October 16, 2022 |by N W | 0 Comments | Deacon Barry, Eternal Life, Faith, Prayer | ,

Twenty-ninth Sunday in Ordinary Time
October 16, 2022 — Year C
Readings: Ex 17:8-13 / Ps 121 / 2 Tm 3:14-4:2 / Lk 18:1-8
by Rev. Mr. Barry Welch, Guest Homilist

Something that I learned this week I found pretty interesting: That is, from a really early age, some studies say that, as early as three years old, children exhibit an understanding and a sense of fairness, of justice.  At the age of three! They’re barely able to walk and talk, and yet they understand fairness.

How many have heard this: “That’s not fair!” “He got more ice cream that I got!” [Invites those watching the livestream to post comments about what’s not fair.] It’s not fair that both Virginia Tech and UVA have horrible football teams at the same time. ONE should be good, right?

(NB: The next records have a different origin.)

// Common data models for the download core

use std::collections::BTreeMap;
use std::fmt;
use std::path::PathBuf;

use serde::{Deserialize, Serialize};

/// What the user wants out of a URL
#[derive(Debug, Clone, Copy, PartialEq, Eq, Hash, Serialize, Deserialize)]
pub enum DownloadType {
    /// Selected video stream merged with the best audio stream
    VideoAndAudio,
    /// Selected video stream as-is
    VideoOnly,
    /// Selected audio stream, re-encoded to mp3
    AudioOnly,
}

impl DownloadType {
    /// Stream class the catalog is filtered to
    pub fn stream_class(&self) -> StreamClass {
        match self {
            Self::VideoAndAudio | Self::VideoOnly => StreamClass::Video,
            Self::AudioOnly => StreamClass::Audio,
        }
    }

    /// Ordered stream phases fetched for this type
    pub fn phases(&self) -> Vec<Phase> {
        match self {
            Self::VideoAndAudio => vec![Phase::Video, Phase::Audio],
            Self::VideoOnly => vec![Phase::Video],
            Self::AudioOnly => vec![Phase::Audio],
        }
    }
}

#[derive(Debug, Clone, Copy, PartialEq, Eq, Hash, Serialize, Deserialize)]
#[serde(rename_all = "snake_case")]
pub enum StreamClass {
    Video,
    Audio,
}

impl fmt::Display for StreamClass {
    fn fmt(&self, f: &mut fmt::Formatter<'_>) -> fmt::Result {
        match self {
            Self::Video => write!(f, "video"),
            Self::Audio => write!(f, "audio"),
        }
    }
}

/// One stage of a download request
#[derive(Debug, Clone, Copy, PartialEq, Eq, Hash, Serialize, Deserialize)]
#[serde(rename_all = "snake_case")]
pub enum Phase {
    Video,
    Audio,
    Merging,
}

impl fmt::Display for Phase {
    fn fmt(&self, f: &mut fmt::Formatter<'_>) -> fmt::Result {
        match self {
            Self::Video => write!(f, "video"),
            Self::Audio => write!(f, "audio"),
            Self::Merging => write!(f, "merging"),
        }
    }
}

/// Raw format descriptor as printed by `yt-dlp --dump-json`
#[derive(Debug, Clone, Default, Serialize, Deserialize)]
#[serde(default)]
pub struct RawFormat {
    /// Format ID (e.g., "137", "140")
    pub format_id: String,
    /// File extension (mp4, webm, m4a)
    pub ext: String,
    #[serde(deserialize_with = "lenient_u32")]
    pub width: Option<u32>,
    #[serde(deserialize_with = "lenient_u32")]
    pub height: Option<u32>,
    pub fps: Option<f64>,
    /// Video codec (avc1, vp9, av01, none)
    pub vcodec: Option<String>,
    /// Audio codec (mp4a, opus, none)
    pub acodec: Option<String>,
    #[serde(deserialize_with = "lenient_u64")]
    pub filesize: Option<u64>,
    /// Approximate file size (when exact is unknown)
    #[serde(deserialize_with = "lenient_u64")]
    pub filesize_approx: Option<u64>,
    /// Average audio bitrate in kbps
    pub abr: Option<f64>,
    /// Total bitrate in kbps
    pub tbr: Option<f64>,
    pub format_note: Option<String>,
}

impl RawFormat {
    /// Exact file size when known, approximate otherwise
    pub fn effective_size(&self) -> Option<u64> {
        self.filesize.or(self.filesize_approx)
    }

    pub fn has_video(&self) -> bool {
        codec_present(&self.vcodec)
    }

    pub fn has_audio(&self) -> bool {
        codec_present(&self.acodec)
    }

    /// No video codec and a real audio codec
    pub fn is_audio_only(&self) -> bool {
        !self.has_video() && self.has_audio()
    }
}

// yt-dlp prints some integral fields as floats depending on the extractor
fn lenient_u64<'de, D>(deserializer: D) -> Result<Option<u64>, D::Error>
where
    D: serde::Deserializer<'de>,
{
    let value = Option::<f64>::deserialize(deserializer)?;
    Ok(value.filter(|v| v.is_finite() && *v >= 0.0).map(|v| v.round() as u64))
}

fn lenient_u32<'de, D>(deserializer: D) -> Result<Option<u32>, D::Error>
where
    D: serde::Deserializer<'de>,
{
    Ok(lenient_u64(deserializer)?.map(|v| v.min(u32::MAX as u64) as u32))
}

fn codec_present(codec: &Option<String>) -> bool {
    codec
        .as_deref()
        .map_or(false, |c| !c.is_empty() && c != "none")
}

/// Probe result for one URL
#[derive(Debug, Clone, Default, Serialize, Deserialize)]
#[serde(default)]
pub struct MediaInfo {
    pub id: String,
    pub title: Option<String>,
    pub webpage_url: Option<String>,
    pub formats: Vec<RawFormat>,
}

/// Ordering key of a catalog entry: (height or bitrate, fps)
#[derive(Debug, Clone, Copy, PartialEq, PartialOrd, Default, Serialize, Deserialize)]
pub struct SortKey {
    pub rank: f64,
    pub fps: f64,
}

/// One presentable download choice
#[derive(Debug, Clone, PartialEq, Serialize, Deserialize)]
pub struct FormatEntry {
    /// Unique human-readable label, e.g. "720p (30fps) - 45.2 MB"
    pub display_label: String,
    /// Identifier understood by the extractor, or `direct:<url>`
    pub format_id: String,
    pub extension: String,
    pub sort_key: SortKey,
}

impl FormatEntry {
    /// Label text before the size suffix, used in output file names
    pub fn format_part(&self) -> &str {
        self.display_label
            .split(" - ")
            .next()
            .unwrap_or(&self.display_label)
            .trim()
    }

    pub fn direct_url(&self) -> Option<&str> {
        self.format_id.strip_prefix(DIRECT_PREFIX)
    }
}

/// Prefix of synthetic format ids for directly resolved media
pub const DIRECT_PREFIX: &str = "direct:";

/// A user's download action, immutable once dispatched
#[derive(Debug, Clone, PartialEq, Serialize, Deserialize)]
pub struct DownloadRequest {
    pub url: String,
    pub download_type: DownloadType,
    pub format_id: String,
    pub destination_folder: PathBuf,
    pub desired_title: String,
}

/// Progress of the current phase
#[derive(Debug, Clone, PartialEq, Serialize, Deserialize)]
pub struct ProgressSnapshot {
    pub phase: Phase,
    /// 0-100, non-decreasing within a phase
    pub percent_complete: f64,
    /// MiB per second, one decimal
    pub transfer_rate_mbps: Option<f64>,
    pub eta: Option<String>,
}

/// Outcome of a successful calibration run
#[derive(Debug, Clone, PartialEq, Serialize, Deserialize)]
pub struct CalibrationResult {
    pub optimal_concurrency: u32,
    /// Peak MiB/s per tried concurrency level; failed trials are absent
    pub measured_speeds: BTreeMap<u32, f64>,
}

/// Audio re-encode post-step
#[derive(Debug, Clone, PartialEq, Eq)]
pub struct AudioExtraction {
    pub codec: String,
    pub quality: String,
}

impl Default for AudioExtraction {
    fn default() -> Self {
        Self {
            codec: "mp3".to_string(),
            quality: "0".to_string(),
        }
    }
}

/// Options handed to the extractor for one transfer
#[derive(Debug, Clone, PartialEq)]
pub struct DownloadJob {
    pub url: String,
    /// yt-dlp format selector, e.g. "137+bestaudio"
    pub format_selector: String,
    pub merge_output_format: Option<String>,
    pub extract_audio: Option<AudioExtraction>,
    /// Output template passed to `-o`
    pub output_template: String,
    pub retries: u32,
    pub socket_timeout_secs: u32,
    pub concurrent_fragments: u32,
    /// Location of the ffmpeg executable (plain configuration value)
    pub muxer_location: Option<PathBuf>,
    pub max_downloads: Option<u32>,
}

Here’s a secret also, because just a few years later, at the age of around eight, children begin to understand something that many of us, if not all of us, in this room already know all too well: Life’s not fair. At the age of eight, just five years after they figured out fairness and justice, they’re learning that life isn’t fair.

And when has life ever been fair? Throughout all of history, pride and power and politics, war, wealth, sickness, accidents, natural disasters, school, work, play, taxes, death. Life isn’t fair. It’s just not.

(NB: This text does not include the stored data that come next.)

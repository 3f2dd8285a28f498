// Error types for the download orchestration core

use serde::{Deserialize, Serialize};
use thiserror::Error;

use super::models::StreamClass;

/// Reasons a pre-flight path check can reject a download
#[derive(Debug, Clone, PartialEq, Eq, Serialize, Deserialize)]
pub enum ValidationFailure {
    /// Destination folder is missing and could not be created
    CannotCreateFolder(String),
    /// Marker file could not be written or removed
    NoWritePermission,
    /// Target file is already present, never overwritten silently
    FileAlreadyExists,
    /// Free space below the configured threshold
    NotEnoughDiskSpace { available: u64, required: u64 },
}

impl ValidationFailure {
    /// Short reason string handed back to the caller
    pub fn reason(&self) -> String {
        match self {
            Self::CannotCreateFolder(detail) => format!("could not create folder: {}", detail),
            Self::NoWritePermission => "no write permission".to_string(),
            Self::FileAlreadyExists => "file already exists".to_string(),
            Self::NotEnoughDiskSpace { .. } => "not enough disk space".to_string(),
        }
    }
}

impl std::fmt::Display for ValidationFailure {
    fn fmt(&self, f: &mut std::fmt::Formatter<'_>) -> std::fmt::Result {
        f.write_str(&self.reason())
    }
}

#[derive(Debug, Clone, PartialEq, Error, Serialize, Deserialize)]
pub enum DownloadError {
    /// Timeouts and connectivity problems, worth retrying
    #[error("Network error: {0}")]
    Network(String),

    /// The extractor does not recognise the URL
    #[error("Unsupported URL: {0}")]
    UnsupportedUrl(String),

    /// The probe returned no formats at all
    #[error("No formats available for this URL")]
    NoFormats,

    /// Formats exist but none of the requested stream class
    #[error("No compatible {0} formats found")]
    NoCompatibleFormats(StreamClass),

    /// The selected format is not in the current catalog
    #[error("Selected format is not available: {0}")]
    FormatNotAvailable(String),

    #[error("Validation failed: {0}")]
    Validation(ValidationFailure),

    /// yt-dlp (or ffmpeg through it) exited with an error
    #[error("External tool failed (code {code:?}): {message}")]
    ExternalTool { code: Option<i32>, message: String },

    /// The tool reported success but no output file could be located
    #[error("Download failed: file not found after download ({0})")]
    FileNotFoundAfterDownload(String),

    #[error("Calibration is in progress")]
    CalibrationInProgress,

    #[error("A download is already in progress")]
    DownloadInProgress,

    /// Every calibration trial failed
    #[error("Calibration failed: {0}")]
    CalibrationFailed(String),

    #[error("Tool not found: {0}")]
    ToolNotFound(String),

    #[error("Parse error: {0}")]
    Parse(String),

    #[error("Download cancelled")]
    Cancelled,

    #[error("I/O error: {0}")]
    Io(String),
}

impl DownloadError {
    /// Only connectivity failures are surfaced as retryable
    pub fn is_retryable(&self) -> bool {
        matches!(self, Self::Network(_))
    }

    /// Classify the diagnostic text of a failed tool run
    pub fn from_tool_failure(code: Option<i32>, stderr: &str) -> Self {
        let lower = stderr.to_lowercase();

        if lower.contains("unsupported url") || lower.contains("is not a valid url") {
            return Self::UnsupportedUrl(summarize_stderr(stderr));
        }

        if lower.contains("timed out")
            || lower.contains("timeout")
            || lower.contains("connection reset")
            || lower.contains("connection refused")
            || lower.contains("network is unreachable")
            || lower.contains("name or service not known")
            || lower.contains("getaddrinfo failed")
            || lower.contains("temporary failure in name resolution")
            || lower.contains("unable to download webpage")
        {
            return Self::Network(summarize_stderr(stderr));
        }

        Self::ExternalTool {
            code,
            message: summarize_stderr(stderr),
        }
    }
}

impl From<std::io::Error> for DownloadError {
    fn from(e: std::io::Error) -> Self {
        Self::Io(e.to_string())
    }
}

impl From<serde_json::Error> for DownloadError {
    fn from(e: serde_json::Error) -> Self {
        Self::Parse(e.to_string())
    }
}

/// Keep the lines a user can act on; fall back to the last non-empty line
fn summarize_stderr(stderr: &str) -> String {
    let important: Vec<&str> = stderr
        .lines()
        .map(|l| l.trim())
        .filter(|l| l.starts_with("ERROR:") || l.contains("HTTP Error"))
        .take(3)
        .collect();

    if !important.is_empty() {
        return important.join(" | ");
    }

    stderr
        .lines()
        .rev()
        .map(|l| l.trim())
        .find(|l| !l.is_empty())
        .unwrap_or("Unknown error")
        .to_string()
}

But we learn, we adapt. We deal with it, but sometimes this unfairness, this lack of justice just builds up and beats us down. It seeds discouragement; we lose heart. We become weary. It’s just not fair.

In this parable that we hear from Jesus, He talks about this judge. This is not a good guy. This judge is about as far away from fairness and goodness as you can get. We hear from Jesus that we’re supposed to love God with everything we’ve got and love our neighbor as ourself.  And yet, this judge even repeats himself, “I do not fear God nor respect any human being.” He’s pretty much the opposite of good and just. He’s only out for himself. He’s corrupt. He couldn’t care less about justice. If someone of influence or means, or had a good bribe, or someone who’s a friend, or a friend of a friend, someone that could do him a favor, that’s where his decision is going to be swayed. That isn’t fair.

What about this widow that we hear about? Jesus chose this character of a widow very carefully and wisely, because a widow in that society was about the lowest status that you could possibly be. With the loss of her husband, she had zero status. In fact, all of the inheritance that was owned by her husband would have been claimed by his family. If there were children involved, they would have to go to court, and we just heard about the judge. In that society, life is completely and totally against a widow.  In fact, she shouldn’t really even be speaking to a civil authority. She isn’t worthy enough in that society for that. Talk about unfair. That isn’t fair.

So what’s the point? This is an unusual situation with parables that Jesus gives, because Jesus tells us what the point of the parable is before He tells us the story of the parable. He told us that it is about the necessity to pray always, without becoming weary.

We can get confused about this parable.  Jesus isn’t saying that if we nag God long enough, hard enough, often enough, we’ll eventually get Him to do exactly what we want Him to do. No way.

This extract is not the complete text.